On the other hand, you shouldn’t explicitly try to squash the “Cambrian explosion” of innovation in interesting automation that analysts will come up with. It’s a balance.
So you have to invest at the same time in centralising that automation as quickly as you can, so that you can have a well-lit path to something stable. When something is found to be mission-critical, you want to be able to get it into a safe place.
As you begin to scale your analytics team, what challenges should you expect to encounter?
As you scale your company, growing pains are inevitable. Here are some key learnings from Justin’s time at Criteo:
- Scaling-up analytics hiring is complicated, especially across geographies. Identify the level of technical expertise you need and make sure the analysts and/or software engineers you hire have the necessary skill set. It sounds simple, but getting these hires wrong can be costly and time-consuming.
- Secondly, train your key BIs to build truly scalable queries and data models – Justin talked about the time he had to resolve a query timeout issue urgently that broke the whole daily commercial reporting that the C-suite depended on.
- This was representative of a broader learning: you not only have to solve an education problem, but also a path to production problem as well. At some point you need to come up with a roadmap based around software engineering best practices for being able to version and test queries, data model changes and entire dashboards before they are released to production.
How should you think about your data architecture and data catalogues?
Good data architecture means you’re going to have better outcomes. It’s easier to maintain and adapt, easier for analysts to interface with, and easier for the leadership team to understand how data is flowing at a macro level.

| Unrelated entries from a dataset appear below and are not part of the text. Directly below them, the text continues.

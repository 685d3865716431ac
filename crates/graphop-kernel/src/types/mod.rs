//! Traversal vocabulary shared by the policy, planner and executor

use graphop_schema::ModelRef;
use serde::{Deserialize, Serialize};
use std::collections::BTreeSet;
use std::fmt;

/// Per-node traversal verdict
#[derive(Debug, Clone, Copy, PartialEq, Eq, Hash, Serialize, Deserialize)]
#[serde(rename_all = "SCREAMING_SNAKE_CASE")]
pub enum Action {
    /// Processed by the operation (moved, re-owned, duplicated, found)
    Include,
    /// Not part of the operation
    Exclude,
    /// Deleted by the operation
    Delete,
    /// Removed from consideration altogether
    Outside,
}

impl Action {
    /// Whether the operation touches the node
    #[inline]
    #[must_use]
    pub fn is_processed(self) -> bool {
        matches!(self, Action::Include | Action::Delete)
    }

    /// Whether an adjuster may move a node from `self` to `to`
    ///
    /// INCLUDE and EXCLUDE may tighten to DELETE or OUTSIDE; nothing loosens.
    #[must_use]
    pub fn may_tighten_to(self, to: Action) -> bool {
        self == to
            || (matches!(self, Action::Include | Action::Exclude)
                && matches!(to, Action::Delete | Action::Outside))
    }
}

impl fmt::Display for Action {
    fn fmt(&self, f: &mut fmt::Formatter<'_>) -> fmt::Result {
        let s = match self {
            Action::Include => "INCLUDE",
            Action::Exclude => "EXCLUDE",
            Action::Delete => "DELETE",
            Action::Outside => "OUTSIDE",
        };
        f.write_str(s)
    }
}

/// Whether excluding a node would leave it unreferenced
#[derive(Debug, Clone, Copy, PartialEq, Eq, Hash, Default, Serialize, Deserialize)]
#[serde(rename_all = "SCREAMING_SNAKE_CASE")]
pub enum Orphan {
    /// Not yet known
    #[default]
    Relevant,
    /// Every containing referer is processed
    IsLast,
    /// Some containing referer survives
    IsNotLast,
}

impl Orphan {
    /// IS_LAST and IS_NOT_LAST never change once set
    #[inline]
    #[must_use]
    pub fn is_terminal(self) -> bool {
        !matches!(self, Orphan::Relevant)
    }
}

/// Permission token required to operate on a node
#[derive(Debug, Clone, Copy, PartialEq, Eq, PartialOrd, Ord, Hash, Serialize, Deserialize)]
#[serde(rename_all = "SCREAMING_SNAKE_CASE")]
pub enum Ability {
    /// Modify link properties
    Update,
    /// Delete the object
    Delete,
    /// Give the object to another user
    Own,
    /// Move the object to another group
    Chgrp,
    /// Change permission bits
    Chmod,
}

/// Set of abilities, ordered for stable reporting
pub type AbilitySet = BTreeSet<Ability>;

/// The user on whose behalf an operation runs
#[derive(Debug, Clone, Copy, PartialEq, Eq, Hash, Serialize, Deserialize)]
pub struct Actor {
    /// User id
    pub user: u64,
    /// Group the request runs in
    pub group: u64,
    /// Administrators hold every ability
    #[serde(default)]
    pub admin: bool,
}

impl Actor {
    /// A regular user
    #[must_use]
    pub const fn user(user: u64, group: u64) -> Self {
        Self {
            user,
            group,
            admin: false,
        }
    }

    /// An administrator
    #[must_use]
    pub const fn admin(user: u64, group: u64) -> Self {
        Self {
            user,
            group,
            admin: true,
        }
    }
}

/// Bulk operation families
#[derive(Debug, Clone, Copy, PartialEq, Eq, Hash, Serialize, Deserialize)]
#[serde(rename_all = "snake_case")]
pub enum OperationKind {
    /// Delete the targets and whatever depends on them
    Delete,
    /// Re-owner
    Chown,
    /// Re-group
    Chgrp,
    /// Re-permission
    Chmod,
    /// Deep copy
    Duplicate,
    /// Report descendants without mutating
    FindChildren,
}

impl OperationKind {
    /// Action assigned to the targets
    #[inline]
    #[must_use]
    pub fn start_action(self) -> Action {
        match self {
            OperationKind::Delete => Action::Delete,
            _ => Action::Include,
        }
    }

    /// Whether the operation writes to the store
    #[inline]
    #[must_use]
    pub fn mutates(self) -> bool {
        !matches!(self, OperationKind::FindChildren)
    }
}

impl fmt::Display for OperationKind {
    fn fmt(&self, f: &mut fmt::Formatter<'_>) -> fmt::Result {
        let s = match self {
            OperationKind::Delete => "delete",
            OperationKind::Chown => "chown",
            OperationKind::Chgrp => "chgrp",
            OperationKind::Chmod => "chmod",
            OperationKind::Duplicate => "duplicate",
            OperationKind::FindChildren => "find_children",
        };
        f.write_str(s)
    }
}

/// Candidate details: the planner's record for one reached object
#[derive(Debug, Clone, PartialEq, Eq)]
pub struct Details {
    /// Object this record describes
    pub subject: ModelRef,
    /// Tentative verdict
    pub action: Action,
    /// Orphan status
    pub orphan: Orphan,
    /// Abilities the actor needs for the current verdict
    pub required_abilities: AbilitySet,
    /// Whether abilities are checked for this node
    pub check_permissions: bool,
    /// Namespace, for namespaced classes
    pub namespace: Option<String>,
}

impl Details {
    /// Fresh record with a RELEVANT orphan status and no abilities
    #[must_use]
    pub fn new(subject: ModelRef, action: Action) -> Self {
        Self {
            subject,
            action,
            orphan: Orphan::Relevant,
            required_abilities: AbilitySet::new(),
            check_permissions: true,
            namespace: None,
        }
    }

    /// Set whether permissions are checked
    #[must_use]
    pub fn with_check_permissions(mut self, check: bool) -> Self {
        self.check_permissions = check;
        self
    }

    /// Whether child options and orphan overrides may still decide this node
    #[inline]
    #[must_use]
    pub fn is_undecided_orphan(&self) -> bool {
        self.action == Action::Exclude && self.orphan == Orphan::Relevant
    }
}

#[cfg(test)]
mod tests {
    use super::*;

    #[test]
    fn actions_only_tighten() {
        assert!(Action::Exclude.may_tighten_to(Action::Delete));
        assert!(Action::Include.may_tighten_to(Action::Outside));
        assert!(Action::Delete.may_tighten_to(Action::Delete));
        assert!(!Action::Delete.may_tighten_to(Action::Include));
        assert!(!Action::Outside.may_tighten_to(Action::Exclude));
        assert!(!Action::Exclude.may_tighten_to(Action::Include));
    }

    #[test]
    fn terminal_orphans() {
        assert!(!Orphan::Relevant.is_terminal());
        assert!(Orphan::IsLast.is_terminal());
        assert!(Orphan::IsNotLast.is_terminal());
    }

    #[test]
    fn delete_starts_with_delete() {
        assert_eq!(OperationKind::Delete.start_action(), Action::Delete);
        assert_eq!(OperationKind::Chgrp.start_action(), Action::Include);
        assert!(!OperationKind::FindChildren.mutates());
    }
}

A centralised data catalogue can also be incredibly valuable (though granted, it might require 10x more work than you think!). A good data catalogue can tell people where the best data is, who owns it, and what the nature of the data is; it allows you to understand what data you can deprecate because, for example, you can see that nobody’s using it; it allows you to come up with sane migration plans and things like that. And it’s also critical from a policy perspective in our current and future regulatory environment: data provenance tracking becomes non-negotiable.